A line belongs in the answer only if it contains the word "encoding"; copy every such line from the listing below.

------ Record excerpts

//! OPACK object encoding.
//!
//! OPACK is the compact binary serialization Companion devices use for frame
//! bodies. Every value starts with a one-byte tag:
//!
//! ```text
//! 0x01/0x02        true / false
//! 0x04             null
//! 0x05             UUID (16 bytes follow)
//! 0x08..=0x2F      integer 0..=39 inline
//! 0x30..=0x33      integer, 1/2/4/8 bytes little-endian
//! 0x35 / 0x36      f32 / f64 little-endian
//! 0x40..=0x60      string, length 0..=32 inline
//! 0x61..=0x64      string, 1/2/3/4-byte length
//! 0x70..=0x90      data, length 0..=32 inline
//! 0x91..=0x94      data, 1/2/4/8-byte length
//! 0xA0..=0xC0      back-reference to object 0..=32
//! 0xC1..=0xC4      back-reference, 1/2/3/4-byte index
//! 0xD0..=0xDF      array (0xDF: open-ended, closed by 0x03)
//! 0xE0..=0xEF      dictionary (0xEF: open-ended, closed by 0x03)
//! ```
//!
//! Encoder and decoder keep the same object table: a value is appended once
//! its encoding is complete, if that encoding is longer than one byte and an
//! equal value is not already present. Repeated values are then written as a
//! reference into the table.

use companion_core::error::DecodeError;

const TAG_TRUE: u8 = 0x01;
const TAG_FALSE: u8 = 0x02;
const TAG_TERMINATOR: u8 = 0x03;
const TAG_NULL: u8 = 0x04;
const TAG_UUID: u8 = 0x05;
const TAG_INT_BASE: u8 = 0x08;
const TAG_FLOAT32: u8 = 0x35;
const TAG_FLOAT64: u8 = 0x36;
const TAG_STRING_BASE: u8 = 0x40;
const TAG_DATA_BASE: u8 = 0x70;
const TAG_REF_BASE: u8 = 0xA0;
const TAG_ARRAY_BASE: u8 = 0xD0;
const TAG_DICT_BASE: u8 = 0xE0;

/// Largest integer stored directly in the tag byte.
const MAX_INLINE_INT: i64 = 0x27;
/// Largest string or data length stored directly in the tag byte.
const MAX_INLINE_LEN: usize = 0x20;
/// Largest table index stored directly in the tag byte.
const MAX_INLINE_REF: usize = 0x20;
/// Containers with this many items or more are terminator-delimited.
const OPEN_ENDED_COUNT: usize = 0x0F;
/// Deepest container nesting accepted when unpacking.
const MAX_DEPTH: usize = 64;

/// A decoded OPACK value.
#[derive(Debug, Clone, PartialEq)]
pub enum Value {
    Null,
    Bool(bool),
    Int(i64),
    Float(f64),
    String(String),
    Data(Vec<u8>),
    Uuid([u8; 16]),
    Array(Vec<Value>),
    /// Key/value pairs in wire order.
    Dict(Vec<(Value, Value)>),
}

impl Value {
    pub fn as_str(&self) -> Option<&str> {
        match self {
            Value::String(s) => Some(s),
            _ => None,
        }
    }

    pub fn as_bytes(&self) -> Option<&[u8]> {
        match self {
            Value::Data(d) => Some(d),
            _ => None,
        }
    }

    pub fn as_int(&self) -> Option<i64> {
        match self {
            Value::Int(i) => Some(*i),
            _ => None,
        }
    }

    /// Look up a string key in a dictionary value.
    pub fn get(&self, key: &str) -> Option<&Value> {
        match self {
            Value::Dict(pairs) => pairs
                .iter()
                .find(|(k, _)| k.as_str() == Some(key))
                .map(|(_, v)| v),
            _ => None,
        }
    }
}

impl From<bool> for Value {
    fn from(v: bool) -> Self {
        Value::Bool(v)
    }
}

impl From<i64> for Value {
    fn from(v: i64) -> Self {
        Value::Int(v)
    }
}

impl From<f64> for Value {
    fn from(v: f64) -> Self {
        Value::Float(v)
    }
}

impl From<&str> for Value {
    fn from(v: &str) -> Self {
        Value::String(v.to_string())
    }
}

impl From<String> for Value {
    fn from(v: String) -> Self {
        Value::String(v)
    }
}

impl From<Vec<u8>> for Value {
    fn from(v: Vec<u8>) -> Self {
        Value::Data(v)
    }
}

impl From<&[u8]> for Value {
    fn from(v: &[u8]) -> Self {
        Value::Data(v.to_vec())
    }
}

/// Serialize a value.
pub fn pack(value: &Value) -> Vec<u8> {
    let mut packer = Packer::default();
    packer.pack(value);
    packer.out
}

/// Deserialize one value from the start of `data`.
///
/// Returns the value and the number of bytes it occupied; trailing bytes
/// are left for the caller.
pub fn unpack(data: &[u8]) -> Result<(Value, usize), DecodeError> {
    let mut unpacker = Unpacker {
        data,
        pos: 0,
        depth: 0,
        objects: Vec::new(),
    };
    let value = unpacker.unpack()?;
    Ok((value, unpacker.pos))
}

#[derive(Default)]
struct Packer {
    out: Vec<u8>,
    objects: Vec<Value>,
}

impl Packer {
    fn pack(&mut self, value: &Value) {
        let known = self.objects.iter().position(|o| o == value);
        if let Some(index) = known {
            if self.write_reference(index) {
                return;
            }
        }

        let start = self.out.len();
        match value {
            Value::Null => self.out.push(TAG_NULL),
            Value::Bool(true) => self.out.push(TAG_TRUE),
            Value::Bool(false) => self.out.push(TAG_FALSE),
            Value::Uuid(bytes) => {
                self.out.push(TAG_UUID);
                self.out.extend_from_slice(bytes);
            }
            Value::Int(i) => self.write_int(*i),
            Value::Float(f) => {
                self.out.push(TAG_FLOAT64);
                self.out.extend_from_slice(&f.to_le_bytes());
            }
            Value::String(s) => self.write_string(s),
            Value::Data(d) => self.write_data(d),
            Value::Array(items) => {
                self.write_container_tag(TAG_ARRAY_BASE, items.len());
                for item in items {
                    self.pack(item);
                }
                if items.len() >= OPEN_ENDED_COUNT {
                    self.out.push(TAG_TERMINATOR);
                }
            }
            Value::Dict(pairs) => {
                self.write_container_tag(TAG_DICT_BASE, pairs.len());
                for (key, item) in pairs {
                    self.pack(key);
                    self.pack(item);
                }
                if pairs.len() >= OPEN_ENDED_COUNT {
                    self.out.push(TAG_TERMINATOR);
                }
            }
        }

        if known.is_none() && self.out.len() - start > 1 {
            self.objects.push(value.clone());
        }
    }

    /// Emit a table reference. Returns false when the index has no encoding.
    fn write_reference(&mut self, index: usize) -> bool {
        if index <= MAX_INLINE_REF {
            self.out.push(TAG_REF_BASE + index as u8);
        } else if index <= 0xFF {
            self.out.push(0xC1);
            self.out.push(index as u8);
        } else if index <= 0xFFFF {
            self.out.push(0xC2);
            self.out.extend_from_slice(&(index as u16).to_le_bytes());
        } else if index <= 0xFF_FFFF {
            self.out.push(0xC3);
            self.out.extend_from_slice(&(index as u32).to_le_bytes()[..3]);
        } else if let Ok(index) = u32::try_from(index) {
            self.out.push(0xC4);
            self.out.extend_from_slice(&index.to_le_bytes());
        } else {
            return false;
        }
        true
    }

    fn write_int(&mut self, i: i64) {
        if (0..=MAX_INLINE_INT).contains(&i) {
            self.out.push(TAG_INT_BASE + i as u8);
        } else if (0..=0xFF).contains(&i) {
            self.out.push(0x30);
            self.out.push(i as u8);
        } else if (0..=0xFFFF).contains(&i) {
            self.out.push(0x31);
            self.out.extend_from_slice(&(i as u16).to_le_bytes());
        } else if (0..=0xFFFF_FFFF).contains(&i) {
            self.out.push(0x32);
            self.out.extend_from_slice(&(i as u32).to_le_bytes());
        } else {
            self.out.push(0x33);
            self.out.extend_from_slice(&i.to_le_bytes());
        }
    }

    fn write_string(&mut self, s: &str) {
        let len = s.len();
        if len <= MAX_INLINE_LEN {
            self.out.push(TAG_STRING_BASE + len as u8);
        } else if len <= 0xFF {
            self.out.push(0x61);
            self.out.push(len as u8);
        } else if len <= 0xFFFF {
            self.out.push(0x62);
            self.out.extend_from_slice(&(len as u16).to_le_bytes());
        } else if len <= 0xFF_FFFF {
            self.out.push(0x63);
            self.out.extend_from_slice(&(len as u32).to_le_bytes()[..3]);
        } else {
            self.out.push(0x64);
            self.out.extend_from_slice(&(len as u32).to_le_bytes());
        }
        self.out.extend_from_slice(s.as_bytes());
    }

    fn write_data(&mut self, d: &[u8]) {
        let len = d.len();
        if len <= MAX_INLINE_LEN {
            self.out.push(TAG_DATA_BASE + len as u8);
        } else if len <= 0xFF {
            self.out.push(0x91);
            self.out.push(len as u8);
        } else if len <= 0xFFFF {
            self.out.push(0x92);
            self.out.extend_from_slice(&(len as u16).to_le_bytes());
        } else if len <= 0xFFFF_FFFF {
            self.out.push(0x93);
            self.out.extend_from_slice(&(len as u32).to_le_bytes());
        } else {
            self.out.push(0x94);
            self.out.extend_from_slice(&(len as u64).to_le_bytes());
        }
        self.out.extend_from_slice(d);
    }

    fn write_container_tag(&mut self, base: u8, count: usize) {
        self.out.push(base + count.min(OPEN_ENDED_COUNT) as u8);
    }
}

struct Unpacker<'a> {
    data: &'a [u8],
    pos: usize,
    /// Containers currently open.
    depth: usize,
    objects: Vec<Value>,
}

impl<'a> Unpacker<'a> {
    fn unpack(&mut self) -> Result<Value, DecodeError> {
        let start = self.pos;
        let tag = self.take_u8()?;

        let value = match tag {
            TAG_TRUE => Value::Bool(true),
            TAG_FALSE => Value::Bool(false),
            TAG_NULL => Value::Null,
            TAG_UUID => Value::Uuid(self.take_array::<16>()?),
            0x08..=0x2F => Value::Int(i64::from(tag - TAG_INT_BASE)),
            0x30 => Value::Int(self.take_uint(1)? as i64),
            0x31 => Value::Int(self.take_uint(2)? as i64),
            0x32 => Value::Int(self.take_uint(4)? as i64),
            0x33 => Value::Int(i64::from_le_bytes(self.take_array::<8>()?)),
            TAG_FLOAT32 => Value::Float(f64::from(f32::from_le_bytes(self.take_array::<4>()?))),
            TAG_FLOAT64 => Value::Float(f64::from_le_bytes(self.take_array::<8>()?)),
            0x40..=0x60 => self.take_string(usize::from(tag - TAG_STRING_BASE))?,
            0x61..=0x64 => {
                let len = self.take_len(usize::from(tag - 0x60))?;
                self.take_string(len)?
            }
            0x70..=0x90 => Value::Data(self.take(usize::from(tag - TAG_DATA_BASE))?.to_vec()),
            0x91..=0x94 => {
                let width = match tag {
                    0x91 => 1,
                    0x92 => 2,
                    0x93 => 4,
                    _ => 8,
                };
                let len = self.take_len(width)?;
                Value::Data(self.take(len)?.to_vec())
            }
            0xA0..=0xC0 => return self.reference(usize::from(tag - TAG_REF_BASE)),
            0xC1..=0xC4 => {
                let index = self.take_len(usize::from(tag - 0xC0))?;
                return self.reference(index);
            }
            0xD0..=0xDF => {
                let mut items = Vec::new();
                self.take_items(tag & 0x0F, |u| {
                    items.push(u.unpack()?);
                    Ok(())
                })?;
                Value::Array(items)
            }
            0xE0..=0xEF => {
                let mut pairs = Vec::new();
                self.take_items(tag & 0x0F, |u| {
                    let key = u.unpack()?;
                    let item = u.unpack()?;
                    pairs.push((key, item));
                    Ok(())
                })?;
                Value::Dict(pairs)
            }
            other => {
                return Err(DecodeError::Opack(format!(
                    "unsupported tag 0x{:02x} at offset {}",
                    other, start
                )))
            }
        };

        if self.pos - start > 1 && !self.objects.contains(&value) {
            self.objects.push(value.clone());
        }
        Ok(value)
    }

    /// Run `item` for each container element. A nibble of 0xF means the
    /// element count is open and a terminator ends the container.
    fn take_items(
        &mut self,
        nibble: u8,
        item: impl FnMut(&mut Self) -> Result<(), DecodeError>,
    ) -> Result<(), DecodeError> {
        if self.depth >= MAX_DEPTH {
            return Err(DecodeError::Opack(format!(
                "containers nested deeper than {} at offset {}",
                MAX_DEPTH,
                self.pos - 1
            )));
        }
        self.depth += 1;
        let result = self.take_elements(nibble, item);
        self.depth -= 1;
        result
    }

    fn take_elements(
        &mut self,
        nibble: u8,
        mut item: impl FnMut(&mut Self) -> Result<(), DecodeError>,
    ) -> Result<(), DecodeError> {
        if usize::from(nibble) < OPEN_ENDED_COUNT {
            for _ in 0..nibble {
                item(self)?;
            }
            return Ok(());
        }
        loop {
            match self.data.get(self.pos) {
                Some(&TAG_TERMINATOR) => {
                    self.pos += 1;
                    return Ok(());
                }
                Some(_) => item(self)?,
                None => {
                    return Err(DecodeError::Opack(
                        "container missing terminator".to_string(),
                    ))
                }
            }
        }
    }

    fn reference(&self, index: usize) -> Result<Value, DecodeError> {
        self.objects.get(index).cloned().ok_or_else(|| {
            DecodeError::Opack(format!(
                "reference {} outside object table of {}",
                index,
                self.objects.len()
            ))
        })
    }

    fn take(&mut self, len: usize) -> Result<&'a [u8], DecodeError> {
        let available = self.data.len() - self.pos;
        if len > available {
            return Err(DecodeError::Truncated {
                needed: len,
                available,
            });
        }
        let data = self.data;
        let slice = &data[self.pos..self.pos + len];
        self.pos += len;
        Ok(slice)
    }

    fn take_u8(&mut self) -> Result<u8, DecodeError> {
        Ok(self.take(1)?[0])
    }

    fn take_array<const N: usize>(&mut self) -> Result<[u8; N], DecodeError> {
        let mut out = [0u8; N];
        out.copy_from_slice(self.take(N)?);
        Ok(out)
    }

    /// Little-endian unsigned integer of `width` bytes.
    fn take_uint(&mut self, width: usize) -> Result<u64, DecodeError> {
        let mut buf = [0u8; 8];
        buf[..width].copy_from_slice(self.take(width)?);
        Ok(u64::from_le_bytes(buf))
    }

    fn take_len(&mut self, width: usize) -> Result<usize, DecodeError> {
        let len = self.take_uint(width)?;
        usize::try_from(len).map_err(|_| DecodeError::Opack(format!("length {} overflows", len)))
    }

    fn take_string(&mut self, len: usize) -> Result<Value, DecodeError> {
        let bytes = self.take(len)?;
        let s = std::str::from_utf8(bytes)
            .map_err(|e| DecodeError::Opack(format!("invalid UTF-8 in string: {}", e)))?;
        Ok(Value::String(s.to_string()))
    }
}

------------

• [Written solution]:
//! OPACK object encoding.
//! its encoding is complete, if that encoding is longer than one byte and an
    /// Emit a table reference. Returns false when the index has no encoding.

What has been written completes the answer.